The housing drive witnessed a marked improvement. Many of the houses in town and the countryside are still standing as a testimony of the untiring efforts of the then PPP Administration to give our people their own homes.
The PPP took major steps in diversifying our agriculture. We produced so much coffee in the North-West and Pomeroon areas that, despite colonial sabotages, were sent to Nestle’s in the US to be converted to Guyana Instant Coffee.
The fact today that we are self-sufficient in things like cabbage, peanuts, carrots, blackeye peas and red beans to name a few is because of our policy of broadening the base of the economy.
In that period too the Government launched the Guyanisation drive. That programme was ensuring that qualified Guyanese were taking over the top administrative jobs from the colonial personnel before independence. Many outstanding Guyanese came to the fore, in that time. One that immediately comes to mind is Gavin Kennard, who was the CEO of the new Guyana Industrial Corporation. The Chairman of the Board was Ashton Chase.
Cheddi Jagan is on record advocating for a Guyanese Governor when Sir Ralph Grey was recalled.

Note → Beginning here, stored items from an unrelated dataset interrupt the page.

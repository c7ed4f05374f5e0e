//! Service account user of a confidential client.
//!
//! Realm role mappings, client role mappings and group membership are synced by
//! name: missing ones are added, extra ones removed unless the strategy is
//! `addOnly`. Declared attributes are merged under `addOnly` and replaced under
//! `full`; without a declaration the user's attributes are not touched.

use crate::controller::reconciler::chain::diff_sync::SyncReport;
use crate::controller::reconciler::chain::error::SyncError;
use crate::controller::reconciler::chain::resolver::{ReferenceKind, Resolver};
use crate::controller::reconciler::chain::{ChainContext, SyncStep};
use crate::controller::reconciler::status::{StepKey, SyncOutcome};
use crate::crd::{KeycloakClient, ReconciliationStrategy, ServiceAccount};
use crate::keycloak::{KeycloakApi, RoleRepresentation, UserRepresentation};
use async_trait::async_trait;
use std::collections::{BTreeMap, HashSet};
use tracing::debug;

#[derive(Debug, Clone, Copy, Default)]
pub struct ServiceAccountStep;

#[async_trait]
impl SyncStep for ServiceAccountStep {
    fn key(&self) -> StepKey {
        StepKey::ServiceAccount
    }

    async fn sync(
        &self,
        ctx: &mut ChainContext<'_>,
        document: &KeycloakClient,
    ) -> Result<SyncOutcome, SyncError> {
        let Some(account) = document.spec.service_account.as_ref().filter(|sa| sa.enabled) else {
            return Ok(SyncOutcome::not_configured("service account is not enabled"));
        };
        if document.spec.public {
            return Err(SyncError::Configuration(
                "service account can not be configured with a public client".to_string(),
            ));
        }

        let sync = ServiceAccountSync {
            api: ctx.api(),
            realm: ctx.realm(),
            resolver: ctx.realm_resolver(),
            strategy: ctx.strategy(),
        };
        let user = sync
            .api
            .get_service_account_user(sync.realm, ctx.client_uuid()?)
            .await
            .map_err(SyncError::remote("get service account user"))?;
        let user_id = user.id.clone().ok_or_else(|| {
            SyncError::Configuration("service account user has no ID".to_string())
        })?;

        let mut report = SyncReport::default();
        sync.realm_roles(&user_id, account, &mut report).await?;
        sync.client_roles(&user_id, account, &mut report).await?;
        sync.groups(&user_id, account, &mut report).await?;

        let attributes = account
            .attributes
            .as_ref()
            .map(|desired| merge_attributes(&user.attributes, desired, sync.strategy));
        if let Some(attributes) = attributes.filter(|merged| *merged != user.attributes) {
            let updated = UserRepresentation {
                attributes,
                ..user
            };
            sync.api
                .update_user(sync.realm, &user_id, &updated)
                .await
                .map_err(SyncError::remote("update service account attributes"))?;
            report.updated.push("attributes".to_string());
        }

        Ok(SyncOutcome::Applied(report))
    }
}

struct ServiceAccountSync<'a> {
    api: &'a dyn KeycloakApi,
    realm: &'a str,
    resolver: Resolver<'a>,
    strategy: ReconciliationStrategy,
}

impl ServiceAccountSync<'_> {
    async fn realm_roles(
        &self,
        user_id: &str,
        account: &ServiceAccount,
        report: &mut SyncReport,
    ) -> Result<(), SyncError> {
        let desired = self.resolver.realm_roles(&account.realm_roles).await?;
        let current = self
            .api
            .list_user_realm_roles(self.realm, user_id)
            .await
            .map_err(SyncError::remote("list service account realm roles"))?;
        let (add, remove) = role_changes(&desired, &current, self.strategy);

        if !add.is_empty() {
            self.api
                .add_user_realm_roles(self.realm, user_id, &add)
                .await
                .map_err(SyncError::remote("add service account realm roles"))?;
            report.created.extend(add.iter().map(|r| r.name.clone()));
        }
        if !remove.is_empty() {
            self.api
                .remove_user_realm_roles(self.realm, user_id, &remove)
                .await
                .map_err(SyncError::remote("remove service account realm roles"))?;
            report.deleted.extend(remove.iter().map(|r| r.name.clone()));
        }
        Ok(())
    }

    async fn client_roles(
        &self,
        user_id: &str,
        account: &ServiceAccount,
        report: &mut SyncReport,
    ) -> Result<(), SyncError> {
        for mapping in &account.client_roles {
            let (client_uuid, desired) = self
                .resolver
                .client_roles(&mapping.client_id, &mapping.roles)
                .await?;
            let current = self
                .api
                .list_user_client_roles(self.realm, user_id, &client_uuid)
                .await
                .map_err(SyncError::remote(format!(
                    "list service account roles of client {:?}",
                    mapping.client_id
                )))?;
            let (add, remove) = role_changes(&desired, &current, self.strategy);

            if !add.is_empty() {
                self.api
                    .add_user_client_roles(self.realm, user_id, &client_uuid, &add)
                    .await
                    .map_err(SyncError::remote(format!(
                        "add service account roles of client {:?}",
                        mapping.client_id
                    )))?;
                report.created.extend(
                    add.iter()
                        .map(|r| format!("{}/{}", mapping.client_id, r.name)),
                );
            }
            if !remove.is_empty() {
                self.api
                    .remove_user_client_roles(self.realm, user_id, &client_uuid, &remove)
                    .await
                    .map_err(SyncError::remote(format!(
                        "remove service account roles of client {:?}",
                        mapping.client_id
                    )))?;
                report.deleted.extend(
                    remove
                        .iter()
                        .map(|r| format!("{}/{}", mapping.client_id, r.name)),
                );
            }
        }
        Ok(())
    }

    async fn groups(
        &self,
        user_id: &str,
        account: &ServiceAccount,
        report: &mut SyncReport,
    ) -> Result<(), SyncError> {
        let desired_ids = self
            .resolver
            .resolve_all(ReferenceKind::Group, &account.groups)
            .await?;
        let current = self
            .api
            .list_user_groups(self.realm, user_id)
            .await
            .map_err(SyncError::remote("list service account groups"))?;
        let current_ids: HashSet<&str> = current.iter().map(|g| g.id.as_str()).collect();

        for (name, group_id) in account.groups.iter().zip(&desired_ids) {
            if current_ids.contains(group_id.as_str()) {
                continue;
            }
            self.api
                .add_user_to_group(self.realm, user_id, group_id)
                .await
                .map_err(SyncError::remote(format!(
                    "add service account to group {name:?}"
                )))?;
            report.created.push(format!("group {name}"));
        }

        if self.strategy.allows_delete() {
            let desired: HashSet<&str> = desired_ids.iter().map(String::as_str).collect();
            for group in current.iter().filter(|g| !desired.contains(g.id.as_str())) {
                match self.api.remove_user_from_group(self.realm, user_id, &group.id).await {
                    Ok(()) => {}
                    Err(e) if e.is_not_found() => {
                        debug!(group = group.path.as_str(), "Group membership already gone");
                    }
                    Err(e) => {
                        return Err(SyncError::Remote {
                            action: format!("remove service account from group {:?}", group.path),
                            source: e,
                        });
                    }
                }
                report.deleted.push(format!("group {}", group.path));
            }
        }
        Ok(())
    }
}

/// Roles to add and, under `full`, roles to remove, compared by name
fn role_changes(
    desired: &[RoleRepresentation],
    current: &[RoleRepresentation],
    strategy: ReconciliationStrategy,
) -> (Vec<RoleRepresentation>, Vec<RoleRepresentation>) {
    let current_names: HashSet<&str> = current.iter().map(|r| r.name.as_str()).collect();
    let desired_names: HashSet<&str> = desired.iter().map(|r| r.name.as_str()).collect();

    let add = desired
        .iter()
        .filter(|r| !current_names.contains(r.name.as_str()))
        .cloned()
        .collect();
    let remove = if strategy.allows_delete() {
        current
            .iter()
            .filter(|r| !desired_names.contains(r.name.as_str()))
            .cloned()
            .collect()
    } else {
        Vec::new()
    };
    (add, remove)
}

/// Attributes after applying the desired ones
///
/// `addOnly` appends missing values to existing keys and keeps other keys;
/// `full` replaces the whole map.
fn merge_attributes(
    current: &BTreeMap<String, Vec<String>>,
    desired: &BTreeMap<String, Vec<String>>,
    strategy: ReconciliationStrategy,
) -> BTreeMap<String, Vec<String>> {
    if strategy.allows_delete() {
        return desired.clone();
    }
    let mut merged = current.clone();
    for (key, values) in desired {
        let existing = merged.entry(key.clone()).or_default();
        for value in values {
            if !existing.contains(value) {
                existing.push(value.clone());
            }
        }
    }
    merged
}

Other institutions such as the Bank of Guyana and the Mon Repos School of Agriculture still stand to reflect the hopes and the courage of our leaders.
It was the work done by the PPP Government, and Cheddi Jagan in particular, that we often boast our strong foreign service. In preparation for independence, Jagan established a department for foreign relations. Two of the persons recruited at that time were Rudy Insanally and Raleigh Jackson. Both of whom distinguished themselves as outstanding diplomats.
With such great promise, why did we not achieve more in the post-independence period, one may well ask.
There is no one answer. However, at the heart of all the reasons was the destruction of our democracy.
Independent Guyana was born in very difficult times. After changing the voting system from the Constituency system to Proportional Representation, the only country in the Commonwealth at that time with such a system a Government was installed to protect the substance of colonialism under the flimsy excuse of fighting communism.
Guyana is the only country that was granted independence with a State of Emergency in place. Leaders of the PPP were imprisoned and many including Cedric Vernon Nunes, then Minister of Education, under whose watch so much was done for education. PPP leaders remained there long after independence.
As the dictatorship became entrenched, it got more intolerant and brutal that led to political assassinations. The most prominent was Walter Rodney, whose worse ‘crime’ was to condemn the PNC dictatorship.
Those things pauperised us. We became the objects of pity from persons in the region as we tried to smuggle flour, bread and other basic necessities of life. That led to massive migration where today there are probably more Guyanese living abroad than those of us here in Guyana.
In the last fifty-four years, we had one period of great hope. That was when our people’s struggle and international solidarity led to a democratic renewal in October 1992.
The PPP transformed Guyana from a Heavily Indebted, Poor Country (HIPIC) to becoming an Upper Middle-Income Developing Country.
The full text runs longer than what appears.